GSA Connects 2022 meeting in Denver, Colorado

Paper No. 100-1
Presentation Time: 9:00 AM-1:00 PM

NEW GEOLOGIC MAPPING IN THE ARCTIC D-1 SW and NW 7.5’ QUADRANGLES, NORTHEASTERN BROOKS RANGE, ALASKA


LOCKETT, Alec1, GEIER IV, George2, FAME, Michelle3, KROEGER, Emma4, NELSON, Lyle L.5, CONNORS, Christopher6, STRAUSS, Justin7 and MCCLELLAND, Bill1, (1)Department of Earth and Environmental Sciences, University of Iowa, 115 Trowbridge Hall, Iowa City, IA 52242, (2)Department of Earth Sciences, Dartmouth College, HB 6105, Fairchild Hall, Hanover, NH 03755, (3)Earth Sciences, Dartmouth College, HB 6105 Fairchild Hall, Hanover, NH 03755, (4)Clemson University, Department of Environmental Engineering and Earth Sciences, 342 Computer Court, Anderson, SC 29625, (5)Earth and Planetary Sciences, Carleton University, 2201 Herzberg Laboratories, Ottawa, ON K1S 5B6, Canada, (6)Department of Geology, Washington and Lee University, 204 West Washington Street, Lexington, VA 24450, (7)Department of Earth Sciences, Dartmouth College, HB 6105 Fairchild Hall, Hanover, NH 03755

Establishing the Paleozoic tectonic setting of the northeastern Brooks Range is critical to understanding the timing and transition from an active to passive margin setting in Arctic Alaska. Previous mapping in the Arctic 1:250,000 Quadrangle (Brosgé et al., 2001) revealed unnamed Paleozoic volcanic rocks and clastic units that are key to constraining this tectonic evolution. New mapping results improve characterization of the stratigraphic and structural relationships in this sequence exposed in the Arctic D-1 SW and NW Quadrangles. We identify informal units: the Devonian Double Mountain complex, which includes a felsic, mafic and shale member, and the Mississippian Chandalar unit.

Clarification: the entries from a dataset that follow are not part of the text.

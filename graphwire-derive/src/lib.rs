//! Derive macro for `graphwire::Serialize`.
//!
//! Structs serialize as a class framing their fields in declaration order.
//! Enums whose variants carry no fields serialize as an `i32` tag; enums with
//! fields frame the tag followed by the active variant's fields.
//!
//! Refer to the [`graphwire`](https://docs.rs/graphwire) crate for examples.
use {
    proc_macro::TokenStream,
    syn::{parse_macro_input, DeriveInput},
};

mod common;
mod serialize;

/// Implement `Serialize` for a struct or enum.
///
/// Attributes:
///
/// - `#[graphwire(rename = "...")]` on the type sets the announced type name;
///   on a field it sets the field's label.
/// - `#[graphwire(skip)]` leaves a field off the wire.
/// - `#[graphwire(crate = "...")]` names the path to the graphwire crate.
#[proc_macro_derive(Serialize, attributes(graphwire))]
pub fn derive_serialize(input: TokenStream) -> TokenStream {
    let input = parse_macro_input!(input as DeriveInput);
    match serialize::generate(input) {
        Ok(tokens) => tokens.into(),
        Err(e) => e.write_errors().into(),
    }
}
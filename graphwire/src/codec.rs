//! One-shot helpers over an in-memory stream.
use crate::{
    channel::{BinaryChannel, Direction, JsonChannel, ReadableChannel, TextChannel},
    error::{invalid_utf8_encoding, Result},
    schema::{recv_object, send_object},
    stream::{BufferedStream, MemoryTransport},
    Serialize,
};

/// Serialize `value` as one binary package.
///
/// The value is taken by `&mut` because the same rules read and write.
///
/// # Examples
///
/// ```
/// let mut value = vec![1u16, 2, 3];
/// let bytes = graphwire::to_bytes(&mut value).unwrap();
/// assert_eq!(graphwire::from_bytes::<Vec<u16>>(&bytes).unwrap(), value);
/// ```
pub fn to_bytes<T: Serialize>(value: &mut T) -> Result<Vec<u8>> {
    let mut stream = BufferedStream::new(MemoryTransport::new());
    send_object(&mut BinaryChannel::new(&mut stream, Direction::Out), value)?;
    Ok(stream.into_inner().into_bytes())
}

/// Read one binary package announcing `T`.
pub fn from_bytes<T: Serialize + Default>(bytes: &[u8]) -> Result<T> {
    let mut stream = BufferedStream::new(MemoryTransport::from(bytes));
    let mut value = T::default();
    recv_object(&mut BinaryChannel::new(&mut stream, Direction::In), &mut value)?;
    Ok(value)
}

/// Serialize `value` as one tab-separated text package.
pub fn to_text<T: Serialize>(value: &mut T) -> Result<String> {
    let mut stream = BufferedStream::new(MemoryTransport::new());
    send_object(&mut TextChannel::new(&mut stream, Direction::Out), value)?;
    into_string(stream)
}

/// Read one text package announcing `T`.
pub fn from_text<T: Serialize + Default>(text: &str) -> Result<T> {
    let mut stream = BufferedStream::new(MemoryTransport::from(text));
    let mut value = T::default();
    recv_object(&mut TextChannel::new(&mut stream, Direction::In), &mut value)?;
    Ok(value)
}

/// Render `value` as indented, human-readable text.
pub fn to_readable<T: Serialize>(value: &mut T) -> Result<String> {
    let mut stream = BufferedStream::new(MemoryTransport::new());
    send_object(&mut ReadableChannel::new(&mut stream, Direction::Out)?, value)?;
    into_string(stream)
}

/// Render `value` as a single-line JSON object.
pub fn to_json<T: Serialize>(value: &mut T) -> Result<String> {
    let mut stream = BufferedStream::new(MemoryTransport::new());
    send_object(&mut JsonChannel::new(&mut stream, Direction::Out)?, value)?;
    into_string(stream)
}

fn into_string(stream: BufferedStream<MemoryTransport>) -> Result<String> {
    String::from_utf8(stream.into_inner().into_bytes()).map_err(|e| invalid_utf8_encoding(e.utf8_error()))
}

#[cfg(test)]
mod tests {
    use {super::*, crate::error::Error, std::collections::BTreeMap};

    #[test]
    fn text_reads_back() {
        let mut map = BTreeMap::from([(1u8, String::from("one")), (2, String::from("two words"))]);
        let text = to_text(&mut map).unwrap();
        assert_eq!(from_text::<BTreeMap<u8, String>>(&text).unwrap(), map);
    }

    #[test]
    fn wrong_type_is_rejected() {
        let bytes = to_bytes(&mut 5u32).unwrap();
        assert!(matches!(
            from_bytes::<u64>(&bytes),
            Err(Error::UnexpectedToken { .. })
        ));
    }

    #[test]
    fn truncated_input_fails() {
        let bytes = to_bytes(&mut String::from("truncated")).unwrap();
        assert!(from_bytes::<String>(&bytes[..bytes.len() - 2]).is_err());
    }

    #[test]
    fn readable_rendering() {
        let mut pair = (1u8, 'x');
        let text = to_readable(&mut pair).unwrap();
        assert!(text.starts_with("package "), "{text}");
        assert!(text.contains("first: 1"), "{text}");
    }
}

The felsic member of the Double Mountain complex is exposed in a bimodal volcanic center that dominates the central portion of the map area. Lithologies include metamorphosed rhyolitic crystal tuff and massive rhyolite with local flow banding and/or columnar jointing, and volcaniclastic layers. Brosgé et al. (2001) mapped a Devonian rhyolite unit ‘Dr’ distinct from other volcanics, ‘PzV’. We observed that these Dr units reflect intense quartz-sericite-pyrite alteration rather than a distinct protolith and thus abandon use of the Dr unit. The mafic member consists of dikes and sills within the complex. The shale member includes chlorite-rich phyllite and mudstone interbedded with thin layers of lithic arenite and wacke. The informal Chandalar unit overlies the complex on a prominent angular unconformity and includes interbedded lithic (chert) arenite and wacke, shale, siltstone, quartz arenite, and minor polymictic conglomerate. The Double Mountain complex and Chandalar unit are structurally overlain by the Kayak Shale and Lisburne Group. The Brookian thrust fault separating these units defines a shallowly plunging antiform with the volcanic and clastic units exposed in a structural window. This implies that the Endicott Mountain Allocthon (EMA) thrust sheet is more far-travelled here than previously thought, and the frontal EMA thrust likely terminates in the Arctic D-1 NW quadrangle rather than in Arctic D-1 SW quadrangle. Additional field mapping and geochronologic and geochemical analyses will help establish the magmatic setting of the Double Mountain complex and test links to adjacent Arctic terranes.